Hannah Arendt, while eliminating the notion of causality and championing the cause of history, posits the idea of the division of action into two forms – one that is characterised as everyday and concerned with the mere maintenance of biological life and the social and cultural status quo and the other as ‘extraordinary action’, which has political and innovative effects. The second form of action is clearly more highly valued than the first.
The risks of elitism in proposing such a divide are high – as has of course been pointed out in various ways by Arendt’s critics. Some people become capable of producing worthy social and historical action, whereas others are condemned to spend their lives as anonymous drones. And disappointingly, especially given Arendt is a woman, those concerned with the biological continuation of the species rather than grand politics, often happen to be women.
Foucault, on the other hand, argues that all actions, thoughts, experiences and physical happenings are historical events which at one and the same time both maintain the status quo and depart from it to varying degrees.
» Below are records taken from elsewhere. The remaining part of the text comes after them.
//! Plain-text dashboard output.

use chrono::{DateTime, FixedOffset};
use skycast_core::{
    AirQualitySample, CurrentConditions, DailySummary, FetchError, UnitSystem, WeatherBundle,
    summarize_days,
};

pub fn dashboard(bundle: &WeatherBundle, units: UnitSystem) -> String {
    let mut out = String::new();
    out.push_str(&current(bundle.current(), units));
    out.push('\n');
    out.push_str(&forecast(
        &summarize_days(bundle.forecast(), bundle.current().utc_offset_secs),
        units,
    ));
    out.push('\n');
    match bundle.air_quality() {
        Some(sample) => out.push_str(&air_quality(sample)),
        None => out.push_str("Air quality: not available\n"),
    }
    out
}

pub fn current(c: &CurrentConditions, units: UnitSystem) -> String {
    let wind = match c.wind_direction_deg {
        Some(deg) => format!("{} from {deg:.0}°", units.format_speed(c.wind_speed_mps)),
        None => units.format_speed(c.wind_speed_mps),
    };

    let mut lines = vec![
        format!(
            "Weather in {}, {}  ({})",
            c.location_name, c.country_code, c.coordinates
        ),
        format!(
            "  Condition    {} ({})",
            c.condition_main,
            title_case(&c.condition_description)
        ),
        format!(
            "  Temperature  {} (feels like {})",
            units.format_temperature(c.temperature_c),
            units.format_temperature(c.feels_like_c)
        ),
        format!("  Humidity     {}%", c.humidity_pct),
        format!("  Wind         {wind}"),
        format!("  Pressure     {:.0} hPa", c.pressure_hpa),
        format!(
            "  Visibility   {}",
            or_na(c.visibility_m.map(|v| format!("{v} m")))
        ),
        format!(
            "  Cloudiness   {}",
            or_na(c.cloudiness_pct.map(|v| format!("{v}%")))
        ),
        format!(
            "  Sunrise {} | Sunset {}  (local time, UTC{})",
            clock(c.sunrise_local()),
            clock(c.sunset_local()),
            offset_label(c.utc_offset_secs)
        ),
    ];
    if let Some(url) = c.icon_url() {
        lines.push(format!("  Icon         {url}"));
    }

    block(lines)
}

pub fn forecast(days: &[DailySummary], units: UnitSystem) -> String {
    let mut out = String::from("5-Day Forecast\n");

    if days.is_empty() {
        out.push_str("  no forecast data\n");
        return out;
    }

    out.push_str(&format!(
        "  {:<12}{:>10}{:>10}{:>10}  Condition\n",
        "Day", "Min", "Max", "Humidity"
    ));
    for day in days {
        out.push_str(&format!(
            "  {:<12}{:>10}{:>10}{:>9.0}%  {}\n",
            day.date.format("%a %d %b").to_string(),
            units.format_temperature(day.temp_min_c),
            units.format_temperature(day.temp_max_c),
            day.humidity_mean_pct,
            title_case(&day.condition_description)
        ));
    }

    out
}

pub fn air_quality(sample: &AirQualitySample) -> String {
    let header = format!(
        "Air quality: AQI {} ({})",
        sample.aqi_category.value(),
        sample.aqi_category.label()
    );
    let pollutants = sample
        .pollutant_concentrations
        .iter()
        .map(|(pollutant, value)| format!("  {:<6}{value:>10.2} µg/m³", pollutant.symbol()));

    block(std::iter::once(header).chain(pollutants))
}

/// Actionable message per failure category.
pub fn failure(err: &FetchError) -> String {
    let hint = match err {
        FetchError::MissingCredential | FetchError::EmptyPlaceName => return err.to_string(),
        FetchError::NotFound(_) => {
            "Check the spelling, or add a country code (e.g. \"Lahore,PK\")."
        }
        FetchError::Unauthorized => {
            "Check the API key with `skycast configure`. New keys can take a while to activate."
        }
        FetchError::Upstream { .. } | FetchError::Decode { .. } => {
            "OpenWeather had a problem answering. Try again later."
        }
        FetchError::Network { .. } | FetchError::Timeout => {
            "Check your internet connection and try again."
        }
    };
    format!("{err}\nHint: {hint}")
}

/// Joins lines, each terminated by a newline.
fn block(lines: impl IntoIterator<Item = String>) -> String {
    lines.into_iter().map(|line| line + "\n").collect()
}

fn clock(t: Option<DateTime<FixedOffset>>) -> String {
    t.map(|t| t.format("%H:%M").to_string())
        .unwrap_or_else(|| "--:--".to_string())
}

fn offset_label(secs: i32) -> String {
    let sign = if secs < 0 { '-' } else { '+' };
    let secs = secs.unsigned_abs();
    format!("{sign}{:02}:{:02}", secs / 3600, (secs % 3600) / 60)
}

fn or_na(value: Option<String>) -> String {
    value.unwrap_or_else(|| "N/A".to_string())
}

fn title_case(s: &str) -> String {
    s.split(' ')
        .map(|word| {
            let mut chars = word.chars();
            match chars.next() {
                Some(first) => first.to_uppercase().chain(chars).collect(),
                None => String::new(),
            }
        })
        .collect::<Vec<_>>()
        .join(" ")
}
Every event by sheer virtue of the fact that it appears in time (history) both belongs to what has gone before and marks a departure from it. This departure or difference can be either virtually non-existent or large – but there is no division in what qualifies as an event and what doesn’t. There are no fundamental ontological differences between types of events, just differences in levels and strategic placement and degrees to which actions or events are transgressive (or not). And further, one has to think very carefully about how one valorises the transgressive.
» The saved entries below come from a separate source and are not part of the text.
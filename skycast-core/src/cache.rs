use std::{future::Future, sync::Arc, time::Duration};

use moka::future::Cache;
use tracing::debug;

use crate::{
    error::FetchError,
    model::{WeatherBundle, WeatherQuery},
};

pub const DEFAULT_TTL: Duration = Duration::from_secs(60 * 60);

/// Cache key: the exact place name and credential a bundle was fetched with.
#[derive(Debug, Clone, PartialEq, Eq, Hash)]
pub struct CacheKey {
    place_name: String,
    api_key: String,
}

impl From<&WeatherQuery> for CacheKey {
    fn from(query: &WeatherQuery) -> Self {
        Self {
            place_name: query.place_name().to_string(),
            api_key: query.api_key().to_string(),
        }
    }
}

/// Time-bounded store of assembled bundles.
///
/// Entries live for `ttl` from insertion; reads never extend that. Lookups
/// are lock-free for concurrent readers.
#[derive(Clone)]
pub struct BundleCache {
    ttl: Duration,
    cache: Cache<CacheKey, Arc<WeatherBundle>>,
}

impl std::fmt::Debug for BundleCache {
    fn fmt(&self, f: &mut std::fmt::Formatter<'_>) -> std::fmt::Result {
        f.debug_struct("BundleCache")
            .field("ttl", &self.ttl)
            .field("entries", &self.cache.entry_count())
            .finish()
    }
}

impl BundleCache {
    pub fn new(ttl: Duration) -> Self {
        Self {
            ttl,
            cache: Cache::builder().time_to_live(ttl).build(),
        }
    }

    pub fn ttl(&self) -> Duration {
        self.ttl
    }

    pub async fn get(&self, key: &CacheKey) -> Option<Arc<WeatherBundle>> {
        self.cache.get(key).await
    }

    pub async fn insert(&self, key: CacheKey, bundle: Arc<WeatherBundle>) {
        self.cache.insert(key, bundle).await;
    }

    /// Returns the cached bundle or runs `init` to produce it.
    ///
    /// Concurrent callers for one key share a single `init`; only the first
    /// runs it and the rest receive its outcome. Errors are handed back to
    /// every waiter and nothing is stored. If the running caller is dropped
    /// mid-way, a waiting caller takes over.
    pub async fn get_or_try_insert_with<F>(
        &self,
        key: CacheKey,
        init: F,
    ) -> Result<Arc<WeatherBundle>, FetchError>
    where
        F: Future<Output = Result<Arc<WeatherBundle>, FetchError>>,
    {
        self.cache.try_get_with(key, init).await.map_err(|err| {
            debug!(error = %err, "bundle initialisation failed");
            err.as_ref().clone()
        })
    }

    pub async fn invalidate(&self, key: &CacheKey) {
        self.cache.invalidate(key).await;
    }

    /// Number of live entries, after pending expiry housekeeping has run.
    pub async fn entry_count(&self) -> u64 {
        self.cache.run_pending_tasks().await;
        self.cache.entry_count()
    }
}

impl Default for BundleCache {
    fn default() -> Self {
        Self::new(DEFAULT_TTL)
    }
}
So rather than a metaphysical reading of the event – where the transcendent comes down and erupts into history or negates history altogether in the maintenance of transhistorical essences, Foucault offers a historical reading where difference permeates everyday existence from moment to moment. This is not to say that the notion of difference is at a fundamental ontological level any more explicable than transcendence or less intriguing, but it is certainly far less pretentious in its ambit and a far more operable and empirically observable notion in terms of the analysis of micro-events and practices.
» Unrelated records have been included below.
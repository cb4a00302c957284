//! Fetch orchestration: cache lookup, then the three upstream calls.

use std::{sync::Arc, time::Duration};

use tracing::{info, instrument, warn};

use crate::{
    cache::{BundleCache, CacheKey},
    error::FetchError,
    model::{WeatherBundle, WeatherQuery},
    provider::{OpenWeatherProvider, WeatherProvider, openweather::DEFAULT_BASE_URL},
};

/// Knobs for building a client against OpenWeather.
#[derive(Debug, Clone, PartialEq)]
pub struct ClientSettings {
    pub base_url: String,
    pub timeout: Duration,
    pub cache_ttl: Duration,
}

impl Default for ClientSettings {
    fn default() -> Self {
        Self {
            base_url: DEFAULT_BASE_URL.to_string(),
            timeout: Duration::from_secs(10),
            cache_ttl: crate::cache::DEFAULT_TTL,
        }
    }
}

/// Produces `WeatherBundle`s for queries, one upstream round per cache miss.
///
/// Overlapping fetches of the same query are coalesced by the cache so only
/// one reaches upstream. Nothing is retried: a failure goes straight back to
/// the caller.
#[derive(Debug)]
pub struct WeatherClient {
    provider: Arc<dyn WeatherProvider>,
    cache: Arc<BundleCache>,
}

impl WeatherClient {
    pub fn new(provider: Arc<dyn WeatherProvider>, cache: Arc<BundleCache>) -> Self {
        Self { provider, cache }
    }

    /// Client backed by the real OpenWeather API.
    pub fn open_weather(settings: &ClientSettings) -> Result<Self, FetchError> {
        let provider = OpenWeatherProvider::new(settings.base_url.clone(), settings.timeout)?;
        Ok(Self::new(
            Arc::new(provider),
            Arc::new(BundleCache::new(settings.cache_ttl)),
        ))
    }

    pub fn cache(&self) -> &Arc<BundleCache> {
        &self.cache
    }

    #[instrument(skip(self), fields(place = %query.place_name()))]
    pub async fn fetch(&self, query: &WeatherQuery) -> Result<Arc<WeatherBundle>, FetchError> {
        let key = CacheKey::from(query);

        if let Some(bundle) = self.cache.get(&key).await {
            info!("cache hit");
            return Ok(bundle);
        }

        self.cache
            .get_or_try_insert_with(key, async {
                info!("cache miss, fetching from upstream");
                self.fetch_upstream(query).await.map(Arc::new)
            })
            .await
    }

    async fn fetch_upstream(&self, query: &WeatherQuery) -> Result<WeatherBundle, FetchError> {
        let api_key = query.api_key();

        let current = self.provider.current(query.place_name(), api_key).await?;
        let at = current.coordinates;

        let forecast = self.provider.forecast(at, api_key).await?;

        let air_quality = match self.provider.air_quality(at, api_key).await {
            Ok(Some(sample)) => Some(sample),
            Ok(None) => {
                warn!("air quality response was empty; continuing without it");
                None
            }
            Err(err) => {
                warn!(error = %err, "air quality request failed; continuing without it");
                None
            }
        };

        Ok(WeatherBundle::new(current, forecast, air_quality))
    }
}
With thanks to Eduardo Duarte for starting the discussion which prompted these ideas.
During the pandemic I have been re-reading Foucault and supplementing an earlier reading with all of his lectures. At the same time, I have re-read Barthes’s Mythologies with particular attention to the final essay in relation to his “example” sketches. This along side a re-reading if Guy Debord’s Society of the Spectacle. This has led me to a different understanding of the “event” in the context of the “production of events.” This particular form of production is cloaked by the mythification of language. In his essay, The Discourse on Language, Foucault states—and I think this must be understood within Barthes’ definition of the position of the signifier in the process of mythification, “we must resolve ourselves to…question our will to truth; to restore to discourse its character as an event; to abolish the sovereignty of the signifier.” (p. 229, Harper 1976 ed.). This call to overthrow the role of the signifier is the demand that we de-mythify language or, at least, examine critically the myths implicit in our thought itself through linguistic conceptualization. It is the same consciousness Debord attempted to facilitate in his analysis of the way in which the final stage of capitalism presents itself through the commodification of all representations.